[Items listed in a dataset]
*** Block opens ***

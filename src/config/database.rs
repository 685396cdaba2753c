use serde::{Deserialize, Serialize};

use super::ConfigError;

/// Database configuration.
///
/// The database holds the export records, retention policies and the
/// append-only audit trail.
#[derive(Debug, Clone, Serialize, Deserialize)]
#[serde(tag = "type", rename_all = "snake_case")]
#[serde(deny_unknown_fields)]
pub enum DatabaseConfig {
    /// No database. Only useful for config validation and `--help`.
    None,

    /// SQLite database. The default for single-node deployments.
    #[cfg(feature = "database-sqlite")]
    Sqlite(SqliteConfig),
}

impl Default for DatabaseConfig {
    #[cfg(feature = "database-sqlite")]
    fn default() -> Self {
        DatabaseConfig::Sqlite(SqliteConfig::default())
    }

    #[cfg(not(feature = "database-sqlite"))]
    fn default() -> Self {
        DatabaseConfig::None
    }
}

impl DatabaseConfig {
    pub fn is_none(&self) -> bool {
        matches!(self, DatabaseConfig::None)
    }

    pub fn validate(&self) -> Result<(), ConfigError> {
        match self {
            DatabaseConfig::None => Ok(()),
            #[cfg(feature = "database-sqlite")]
            DatabaseConfig::Sqlite(c) => c.validate(),
        }
    }

    /// Whether migrations should run on startup.
    pub fn run_migrations(&self) -> bool {
        match self {
            DatabaseConfig::None => false,
            #[cfg(feature = "database-sqlite")]
            DatabaseConfig::Sqlite(c) => c.run_migrations,
        }
    }
}

/// SQLite configuration.
#[cfg(feature = "database-sqlite")]
#[derive(Debug, Clone, Serialize, Deserialize)]
#[serde(deny_unknown_fields)]
pub struct SqliteConfig {
    /// Path to the SQLite database file.
    /// Use `:memory:` for an in-memory database (testing only).
    #[serde(default = "default_sqlite_path")]
    pub path: String,

    /// Create the database file if it doesn't exist.
    #[serde(default = "default_true")]
    pub create_if_missing: bool,

    /// Run migrations on startup.
    #[serde(default = "default_true")]
    pub run_migrations: bool,

    /// Enable WAL mode for better concurrency.
    #[serde(default = "default_true")]
    pub wal_mode: bool,

    /// Busy timeout in milliseconds.
    #[serde(default = "default_busy_timeout")]
    pub busy_timeout_ms: u64,

    /// Maximum number of connections in the pool.
    #[serde(default = "default_sqlite_max_connections")]
    pub max_connections: u32,
}

#[cfg(feature = "database-sqlite")]
impl Default for SqliteConfig {
    fn default() -> Self {
        Self {
            path: default_sqlite_path(),
            create_if_missing: true,
            run_migrations: true,
            wal_mode: true,
            busy_timeout_ms: default_busy_timeout(),
            max_connections: default_sqlite_max_connections(),
        }
    }
}

#[cfg(feature = "database-sqlite")]
impl SqliteConfig {
    fn validate(&self) -> Result<(), ConfigError> {
        if self.path.is_empty() {
            return Err(ConfigError::Validation(
                "SQLite path cannot be empty".into(),
            ));
        }
        if self.max_connections == 0 {
            return Err(ConfigError::Validation(
                "SQLite max_connections must be at least 1".into(),
            ));
        }
        Ok(())
    }
}

#[cfg(feature = "database-sqlite")]
fn default_sqlite_path() -> String {
    "data/export-lifecycle.db".to_string()
}

#[cfg(feature = "database-sqlite")]
fn default_busy_timeout() -> u64 {
    5000 // 5 seconds
}

#[cfg(feature = "database-sqlite")]
fn default_sqlite_max_connections() -> u32 {
    5
}

#[cfg(feature = "database-sqlite")]
fn default_true() -> bool {
    true
}

#[cfg(all(test, feature = "database-sqlite"))]
mod tests {
    use super::*;

    #[test]
    fn test_parse_sqlite() {
        let config: DatabaseConfig = toml::from_str(
            r#"
            type = "sqlite"
            path = "/var/lib/exports/lifecycle.db"
            wal_mode = false
            "#,
        )
        .unwrap();

        match config {
            DatabaseConfig::Sqlite(c) => {
                assert_eq!(c.path, "/var/lib/exports/lifecycle.db");
                assert!(!c.wal_mode);
                assert!(c.run_migrations);
                assert_eq!(c.busy_timeout_ms, 5000);
            }
            DatabaseConfig::None => panic!("expected sqlite config"),
        }
    }

    #[test]
    fn test_empty_path_rejected() {
        let config = DatabaseConfig::Sqlite(SqliteConfig {
            path: String::new(),
            ..Default::default()
        });
        assert!(config.validate().is_err());
    }
}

*** Block closes ***

Make an exact transcription of the entries above.

filename src/config/database.rs
repository 685396cdaba2753c
use serde::{Deserialize, Serialize};

use super::ConfigError;

/// Database configuration.
///
/// The database holds the export records, retention policies and the
/// append-only audit trail.
#[derive(Debug, Clone, Serialize, Deserialize)]
#[serde(tag = "type", rename_all = "snake_case")]
#[serde(deny_unknown_fields)]
pub enum DatabaseConfig {
    /// No database. Only useful for config validation and `--help`.
    None,

    /// SQLite database. The default for single-node deployments.
    #[cfg(feature = "database-sqlite")]
    Sqlite(SqliteConfig),
}

impl Default for DatabaseConfig {
    #[cfg(feature = "database-sqlite")]
    fn default() -> Self {
        DatabaseConfig::Sqlite(SqliteConfig::default())
    }

    #[cfg(not(feature = "database-sqlite"))]
    fn default() -> Self {
        DatabaseConfig::None
    }
}

impl DatabaseConfig {
    pub fn is_none(&self) -> bool {
        matches!(self, DatabaseConfig::None)
    }

    pub fn validate(&self) -> Result<(), ConfigError> {
        match self {
            DatabaseConfig::None => Ok(()),
            #[cfg(feature = "database-sqlite")]
            DatabaseConfig::Sqlite(c) => c.validate(),
        }
    }

    /// Whether migrations should run on startup.
    pub fn run_migrations(&self) -> bool {
        match self {
            DatabaseConfig::None => false,
            #[cfg(feature = "database-sqlite")]
            DatabaseConfig::Sqlite(c) => c.run_migrations,
        }
    }
}

/// SQLite configuration.
#[cfg(feature = "database-sqlite")]
#[derive(Debug, Clone, Serialize, Deserialize)]
#[serde(deny_unknown_fields)]
pub struct SqliteConfig {
    /// Path to the SQLite database file.
    /// Use `:memory:` for an in-memory database (testing only).
    #[serde(default = "default_sqlite_path")]
    pub path: String,

    /// Create the database file if it doesn't exist.
    #[serde(default = "default_true")]
    pub create_if_missing: bool,

    /// Run migrations on startup.
    #[serde(default = "default_true")]
    pub run_migrations: bool,

    /// Enable WAL mode for better concurrency.
    #[serde(default = "default_true")]
    pub wal_mode: bool,

    /// Busy timeout in milliseconds.
    #[serde(default = "default_busy_timeout")]
    pub busy_timeout_ms: u64,

    /// Maximum number of connections in the pool.
    #[serde(default = "default_sqlite_max_connections")]
    pub max_connections: u32,
}

#[cfg(feature = "database-sqlite")]
impl Default for SqliteConfig {
    fn default() -> Self {
        Self {
            path: default_sqlite_path(),
            create_if_missing: true,
            run_migrations: true,
            wal_mode: true,
            busy_timeout_ms: default_busy_timeout(),
            max_connections: default_sqlite_max_connections(),
        }
    }
}

#[cfg(feature = "database-sqlite")]
impl SqliteConfig {
    fn validate(&self) -> Result<(), ConfigError> {
        if self.path.is_empty() {
            return Err(ConfigError::Validation(
                "SQLite path cannot be empty".into(),
            ));
        }
        if self.max_connections == 0 {
            return Err(ConfigError::Validation(
                "SQLite max_connections must be at least 1".into(),
            ));
        }
        Ok(())
    }
}

#[cfg(feature = "database-sqlite")]
fn default_sqlite_path() -> String {
    "data/export-lifecycle.db".to_string()
}

#[cfg(feature = "database-sqlite")]
fn default_busy_timeout() -> u64 {
    5000 // 5 seconds
}

#[cfg(feature = "database-sqlite")]
fn default_sqlite_max_connections() -> u32 {
    5
}

#[cfg(feature = "database-sqlite")]
fn default_true() -> bool {
    true
}

#[cfg(all(test, feature = "database-sqlite"))]
mod tests {
    use super::*;

    #[test]
    fn test_parse_sqlite() {
        let config: DatabaseConfig = toml::from_str(
            r#"
            type = "sqlite"
            path = "/var/lib/exports/lifecycle.db"
            wal_mode = false
            "#,
        )
        .unwrap();

        match config {
            DatabaseConfig::Sqlite(c) => {
                assert_eq!(c.path, "/var/lib/exports/lifecycle.db");
                assert!(!c.wal_mode);
                assert!(c.run_migrations);
                assert_eq!(c.busy_timeout_ms, 5000);
            }
            DatabaseConfig::None => panic!("expected sqlite config"),
        }
    }

    #[test]
    fn test_empty_path_rejected() {
        let config = DatabaseConfig::Sqlite(SqliteConfig {
            path: String::new(),
            ..Default::default()
        });
        assert!(config.validate().is_err());
    }
}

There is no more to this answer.